Current management options for VS include observation with serial imaging, external beam radiation in the form of SRS (1–5 fractions) or stereotactic radiotherapy (>5 fractions), and microsurgical resection. Practically speaking, the viability of modern treatment modalities differ for small to medium tumors (<3 cm) compared with large VS; therefore, these 2 populations are usually discussed separately. In contrast with large tumors with problematic brainstem compression and symptoms of mass effect where surgery is strongly preferred, many smaller tumors can be managed effectively with observation, radiation, or microsurgical resection. Despite the significant volume of literature analyzing VS outcomes, the management of small to medium VS remains highly controversial. The fact that many VS centers are either dominated by SRS or microsurgery suggests that in most environments, provider bias remains the strongest factor dictating treatment. However, it also should be acknowledged that a number of patients seek out various centers with the intent of receiving a particular therapy. The remaining discussion is dedicated to understanding the advantages, limitations, and controversial aspects of the 3 available treatment modalities.
Microsurgery
Historically, and before the widespread availability of SRS, surgical resection was the preferred treatment for VS. The primary advantages of gross total surgical resection (GTR) include a high rate of long-term tumor control, improvement in symptoms of mass effect, definitive histopathologic confirmation of benign schwannoma, and potentially less intense imaging surveillance going forward. It is also sometimes presented that clinical outcomes of SRS after microsurgery, in cases of recurrence or less than GTR, are more favorable than microsurgery after SRS, in cases of continued tumor growth after radiation. This, in addition to the fact that recurrence after gross total resection is lower than reported SRS failure, is often used as an argument for microsurgery when all else is equal. Conversely, the primary disadvantages of surgery include a greater risk of permanent facial palsy, headache, treatment-related hearing loss, cerebrospinal fluid leak, meningitis, and very rarely stroke or death. Additionally microsurgery requires general anesthesia and a 3- to 5-day hospital stay on average with increased upfront cost, whereas SRS is performed with local anesthesia as an outpatient. Although somewhat controversial, frequently cited indications for primary microsurgery include younger patient age, larger tumor size with symptoms attributable to mass effect, ongoing dizziness, cystic tumors, and small anatomically favorable tumors with good hearing.
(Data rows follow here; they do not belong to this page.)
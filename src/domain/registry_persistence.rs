//! Registry Persistence
//!
//! Loads the registry document from disk and writes it back atomically.
//! A missing or blank file is an empty registry; anything else that fails to
//! parse is an error, never an empty registry.

use std::fs;
use std::io::Write;
use std::path::{Path, PathBuf};
use tempfile::NamedTempFile;
use thiserror::Error;

use super::registry::{Registry, RegistryEntry};

/// Default registry file name
pub const DEFAULT_REGISTRY_FILE: &str = "token_map.json";

#[derive(Error, Debug)]
pub enum RegistryError {
    #[error("Failed to read registry {path}: {source}")]
    ReadError {
        path: PathBuf,
        #[source]
        source: std::io::Error,
    },

    #[error("Registry {path} is malformed: {source}")]
    Malformed {
        path: PathBuf,
        #[source]
        source: serde_json::Error,
    },

    #[error("Failed to serialize registry: {0}")]
    SerializationError(#[from] serde_json::Error),

    #[error("Failed to write registry {path}: {source}")]
    WriteError {
        path: PathBuf,
        #[source]
        source: std::io::Error,
    },

    #[error("Registry destination {path} is not writable: {reason}")]
    NotWritable { path: PathBuf, reason: String },
}

/// File-backed registry store
#[derive(Debug, Clone)]
pub struct RegistryStore {
    source: PathBuf,
    destination: PathBuf,
}

impl RegistryStore {
    /// Read and write the same file
    pub fn new(path: impl Into<PathBuf>) -> Self {
        let path = path.into();
        Self {
            source: path.clone(),
            destination: path,
        }
    }

    /// Read from `source`, persist to `destination`
    pub fn with_destination(source: impl Into<PathBuf>, destination: impl Into<PathBuf>) -> Self {
        Self {
            source: source.into(),
            destination: destination.into(),
        }
    }

    pub fn source(&self) -> &Path {
        &self.source
    }

    pub fn destination(&self) -> &Path {
        &self.destination
    }

    /// Load the registry; absent or blank files yield an empty registry
    pub fn load(&self) -> Result<Registry, RegistryError> {
        if !self.source.exists() {
            tracing::info!("No registry at {}, starting empty", self.source.display());
            return Ok(Registry::default());
        }

        let content = fs::read_to_string(&self.source).map_err(|source| RegistryError::ReadError {
            path: self.source.clone(),
            source,
        })?;

        let registry = parse_registry(&content).map_err(|source| RegistryError::Malformed {
            path: self.source.clone(),
            source,
        })?;

        tracing::info!(
            "Registry loaded: {} entries from {}",
            registry.len(),
            self.source.display()
        );
        Ok(registry)
    }

    /// Check that the destination directory accepts new files
    ///
    /// Creates and drops a temporary file next to the destination, so the
    /// failure surfaces before any network work is done.
    pub fn ensure_writable(&self) -> Result<(), RegistryError> {
        let dir = parent_dir(&self.destination);
        if !dir.is_dir() {
            return Err(RegistryError::NotWritable {
                path: self.destination.clone(),
                reason: format!("directory {} does not exist", dir.display()),
            });
        }

        NamedTempFile::new_in(dir)
            .map(drop)
            .map_err(|e| RegistryError::NotWritable {
                path: self.destination.clone(),
                reason: e.to_string(),
            })
    }

    /// Write the registry atomically: temp file in the same directory, fsync, rename
    pub fn persist(&self, registry: &Registry) -> Result<(), RegistryError> {
        let content = render_registry(registry)?;
        let dir = parent_dir(&self.destination);

        let write_err = |source: std::io::Error| RegistryError::WriteError {
            path: self.destination.clone(),
            source,
        };

        let mut tmp = NamedTempFile::new_in(dir).map_err(write_err)?;
        tmp.write_all(content.as_bytes()).map_err(write_err)?;
        tmp.as_file().sync_all().map_err(write_err)?;
        tmp.persist(&self.destination)
            .map_err(|e| write_err(e.error))?;

        tracing::info!(
            "Registry saved: {} entries to {}",
            registry.len(),
            self.destination.display()
        );
        Ok(())
    }
}

fn parent_dir(path: &Path) -> &Path {
    match path.parent() {
        Some(p) if !p.as_os_str().is_empty() => p,
        _ => Path::new("."),
    }
}

/// Parse registry JSON; blank input is an empty registry
pub fn parse_registry(content: &str) -> Result<Registry, serde_json::Error> {
    if content.trim().is_empty() {
        return Ok(Registry::default());
    }
    let entries: Vec<RegistryEntry> = serde_json::from_str(content)?;
    Ok(Registry::new(entries))
}

/// Render registry JSON: two-space indent, trailing newline
pub fn render_registry(registry: &Registry) -> Result<String, serde_json::Error> {
    let mut out = serde_json::to_string_pretty(registry.entries())?;
    out.push('\n');
    Ok(out)
}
Over the last 100 years, there have been a number of described surgical approaches to the internal auditory canal (IAC) and cerebellopontine angle (CPA); however, the retrosigmoid, translabyrinthine, and middle cranial fossa remain the most commonly used techniques today, each with their own merits and limitations. The translabyrinthine approach was first described in 1904 by Panse, but was not popularized until the 1960s, paralleling the adoption of the operating microscope and drill to skull base surgery ( Fig. 1 ). The translabyrinthine craniotomy sacrifices hearing as a part of the operation and therefore is generally reserved for patients with nonserviceable hearing or cases where hearing preservation is not realistically feasible because of tumor size. The primary advantages of the translabyrinthine approach include minimal to no brain retraction, reliable distal identification of the facial nerve at the meatal foramen, and extradural drilling, which reduces subarachnoid bone dust dissemination and risk of intracranial injury from the rotating drill. Additionally, this approach best mitigates dizziness in patients presenting with vertigo and carries a lower risk of headaches than the retrosigmoid craniotomy, explained by minimal division of nuchal musculature and lack of intradural drilling. Although some groups only use the translabyrinthine approach for smaller tumors, others report that, with modifications, tumor size is not a limiting factor. It has been our experience that the standard translabyrinthine approach can be more limiting than the retrosigmoid approach with very large tumors that extend far ventral to the porus acusticus, or with an unfavorable facial nerve course over the superior pole of a large tumor. Additionally, a view of the caudal aspect of a large VS can be problematic in the setting of a high jugular bulb. However, these limitations can often be overcome with additional retrosigmoid bony decompression, skeletonization of the jugular bulb, more extensive anterior IAC trough development, and patience with internal debulking, capsule infolding, and tumor mobilization.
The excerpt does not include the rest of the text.